**Your task:** In the listing that follows, the lines starting at the one containing "let mut draw_list = DrawList::new();" and ending at the one containing "let immediate = immediate_rects(&formula, x, y)?;" are to be returned exactly, both boundary lines included, and no others.

**Exercise data:**
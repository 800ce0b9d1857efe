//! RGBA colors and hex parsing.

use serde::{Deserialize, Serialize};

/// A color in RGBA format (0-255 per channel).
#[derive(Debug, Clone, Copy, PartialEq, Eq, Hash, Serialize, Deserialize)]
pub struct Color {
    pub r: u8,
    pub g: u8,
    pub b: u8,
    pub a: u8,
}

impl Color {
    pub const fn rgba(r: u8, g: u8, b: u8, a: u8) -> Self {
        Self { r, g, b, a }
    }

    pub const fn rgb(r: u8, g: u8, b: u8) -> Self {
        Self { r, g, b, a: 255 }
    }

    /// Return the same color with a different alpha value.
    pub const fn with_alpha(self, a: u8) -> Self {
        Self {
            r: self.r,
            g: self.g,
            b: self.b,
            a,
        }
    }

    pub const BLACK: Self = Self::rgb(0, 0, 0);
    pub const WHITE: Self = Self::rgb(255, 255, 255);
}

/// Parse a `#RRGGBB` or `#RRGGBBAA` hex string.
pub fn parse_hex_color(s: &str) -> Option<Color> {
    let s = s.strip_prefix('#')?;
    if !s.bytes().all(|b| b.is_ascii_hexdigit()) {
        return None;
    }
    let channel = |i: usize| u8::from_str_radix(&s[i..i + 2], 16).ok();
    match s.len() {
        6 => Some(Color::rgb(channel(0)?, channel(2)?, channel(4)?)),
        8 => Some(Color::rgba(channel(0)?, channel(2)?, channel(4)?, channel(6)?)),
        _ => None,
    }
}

* * *

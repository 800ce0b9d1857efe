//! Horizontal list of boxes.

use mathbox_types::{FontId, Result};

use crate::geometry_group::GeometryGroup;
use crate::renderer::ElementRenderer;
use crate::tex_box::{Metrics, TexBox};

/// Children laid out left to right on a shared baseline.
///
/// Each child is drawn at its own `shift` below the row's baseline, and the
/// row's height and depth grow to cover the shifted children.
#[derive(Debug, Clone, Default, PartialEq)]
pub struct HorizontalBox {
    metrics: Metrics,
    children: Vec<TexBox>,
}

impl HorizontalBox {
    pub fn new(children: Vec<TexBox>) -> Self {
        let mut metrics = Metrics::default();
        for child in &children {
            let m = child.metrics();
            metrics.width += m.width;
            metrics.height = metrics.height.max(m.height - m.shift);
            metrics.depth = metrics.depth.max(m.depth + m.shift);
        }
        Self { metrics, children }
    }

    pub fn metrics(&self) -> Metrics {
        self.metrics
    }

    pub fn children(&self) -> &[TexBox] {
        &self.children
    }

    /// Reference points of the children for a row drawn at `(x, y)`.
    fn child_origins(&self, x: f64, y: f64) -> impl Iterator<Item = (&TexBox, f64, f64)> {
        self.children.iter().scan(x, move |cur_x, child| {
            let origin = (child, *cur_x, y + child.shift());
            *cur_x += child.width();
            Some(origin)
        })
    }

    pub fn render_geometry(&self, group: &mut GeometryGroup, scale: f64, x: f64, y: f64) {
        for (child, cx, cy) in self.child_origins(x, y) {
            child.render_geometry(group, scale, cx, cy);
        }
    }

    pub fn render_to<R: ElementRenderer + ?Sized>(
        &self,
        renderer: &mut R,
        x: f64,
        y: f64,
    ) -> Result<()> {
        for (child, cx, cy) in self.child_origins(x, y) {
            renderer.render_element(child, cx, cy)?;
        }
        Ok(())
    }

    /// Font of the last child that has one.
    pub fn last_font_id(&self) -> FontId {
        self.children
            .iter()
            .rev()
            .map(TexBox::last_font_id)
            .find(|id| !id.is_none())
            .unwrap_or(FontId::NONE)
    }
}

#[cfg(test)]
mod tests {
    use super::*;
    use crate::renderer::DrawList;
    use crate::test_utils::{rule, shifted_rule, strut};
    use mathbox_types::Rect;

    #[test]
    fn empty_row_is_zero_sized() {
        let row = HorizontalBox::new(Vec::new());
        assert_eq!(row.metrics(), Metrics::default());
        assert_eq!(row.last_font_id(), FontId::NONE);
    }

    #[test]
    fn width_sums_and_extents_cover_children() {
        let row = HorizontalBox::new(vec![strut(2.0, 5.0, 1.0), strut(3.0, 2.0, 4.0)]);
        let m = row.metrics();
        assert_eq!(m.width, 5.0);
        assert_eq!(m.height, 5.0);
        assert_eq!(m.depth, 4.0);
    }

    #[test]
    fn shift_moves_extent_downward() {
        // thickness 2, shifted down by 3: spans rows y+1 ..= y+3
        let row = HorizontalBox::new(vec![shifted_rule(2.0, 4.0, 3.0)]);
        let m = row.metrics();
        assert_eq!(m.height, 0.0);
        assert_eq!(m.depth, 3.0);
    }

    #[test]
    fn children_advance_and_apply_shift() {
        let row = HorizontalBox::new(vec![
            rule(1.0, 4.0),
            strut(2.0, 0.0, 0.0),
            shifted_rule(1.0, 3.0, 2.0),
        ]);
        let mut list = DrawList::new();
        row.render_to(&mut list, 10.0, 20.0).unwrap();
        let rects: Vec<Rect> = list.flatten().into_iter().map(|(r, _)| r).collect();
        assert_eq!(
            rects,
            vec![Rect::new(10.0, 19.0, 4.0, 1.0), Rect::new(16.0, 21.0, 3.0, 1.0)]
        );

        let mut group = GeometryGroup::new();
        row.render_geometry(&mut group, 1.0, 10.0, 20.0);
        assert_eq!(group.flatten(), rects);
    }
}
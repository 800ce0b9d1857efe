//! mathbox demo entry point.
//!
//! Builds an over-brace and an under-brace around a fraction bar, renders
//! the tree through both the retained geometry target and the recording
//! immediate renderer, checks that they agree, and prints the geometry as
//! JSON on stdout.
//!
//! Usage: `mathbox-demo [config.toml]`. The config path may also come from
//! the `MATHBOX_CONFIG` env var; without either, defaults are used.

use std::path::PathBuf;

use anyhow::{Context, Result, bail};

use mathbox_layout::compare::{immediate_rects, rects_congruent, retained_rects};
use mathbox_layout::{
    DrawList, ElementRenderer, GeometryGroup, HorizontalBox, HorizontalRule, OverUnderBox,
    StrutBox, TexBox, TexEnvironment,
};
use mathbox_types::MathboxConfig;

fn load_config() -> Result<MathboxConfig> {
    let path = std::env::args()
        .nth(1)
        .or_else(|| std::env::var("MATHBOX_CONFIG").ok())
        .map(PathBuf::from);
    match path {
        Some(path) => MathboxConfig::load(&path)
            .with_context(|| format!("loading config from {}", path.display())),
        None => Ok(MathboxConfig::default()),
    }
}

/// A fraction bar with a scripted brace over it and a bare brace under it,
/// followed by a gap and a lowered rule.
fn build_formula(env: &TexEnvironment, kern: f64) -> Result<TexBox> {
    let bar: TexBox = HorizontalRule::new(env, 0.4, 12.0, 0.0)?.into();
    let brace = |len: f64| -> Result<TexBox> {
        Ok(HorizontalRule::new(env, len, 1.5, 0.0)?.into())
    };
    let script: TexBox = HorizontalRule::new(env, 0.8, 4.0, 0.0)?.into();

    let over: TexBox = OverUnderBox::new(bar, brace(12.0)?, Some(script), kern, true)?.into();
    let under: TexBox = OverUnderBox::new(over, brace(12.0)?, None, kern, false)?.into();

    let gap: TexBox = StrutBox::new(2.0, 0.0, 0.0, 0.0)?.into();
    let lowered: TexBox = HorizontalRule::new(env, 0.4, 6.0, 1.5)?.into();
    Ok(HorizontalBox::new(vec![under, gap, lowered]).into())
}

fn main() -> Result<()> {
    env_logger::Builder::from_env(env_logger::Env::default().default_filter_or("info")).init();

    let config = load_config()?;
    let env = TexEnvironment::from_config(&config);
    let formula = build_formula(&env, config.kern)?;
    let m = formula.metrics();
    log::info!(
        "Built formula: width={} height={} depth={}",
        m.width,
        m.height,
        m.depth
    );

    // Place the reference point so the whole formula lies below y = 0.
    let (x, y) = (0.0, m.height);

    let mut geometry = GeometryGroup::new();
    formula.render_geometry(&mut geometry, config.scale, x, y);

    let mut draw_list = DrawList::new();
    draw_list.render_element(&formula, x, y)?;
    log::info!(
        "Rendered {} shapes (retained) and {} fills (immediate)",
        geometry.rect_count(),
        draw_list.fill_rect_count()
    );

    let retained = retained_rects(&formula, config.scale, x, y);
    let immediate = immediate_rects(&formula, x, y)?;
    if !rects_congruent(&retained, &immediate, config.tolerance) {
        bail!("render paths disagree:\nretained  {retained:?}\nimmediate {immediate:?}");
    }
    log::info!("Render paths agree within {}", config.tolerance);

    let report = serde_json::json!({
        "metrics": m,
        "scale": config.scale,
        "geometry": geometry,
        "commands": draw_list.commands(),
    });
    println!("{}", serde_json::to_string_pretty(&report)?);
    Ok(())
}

**Solution for this task:**
    let mut draw_list = DrawList::new();
    draw_list.render_element(&formula, x, y)?;
    log::info!(
        "Rendered {} shapes (retained) and {} fills (immediate)",
        geometry.rect_count(),
        draw_list.fill_rect_count()
    );

    let retained = retained_rects(&formula, config.scale, x, y);
    let immediate = immediate_rects(&formula, x, y)?;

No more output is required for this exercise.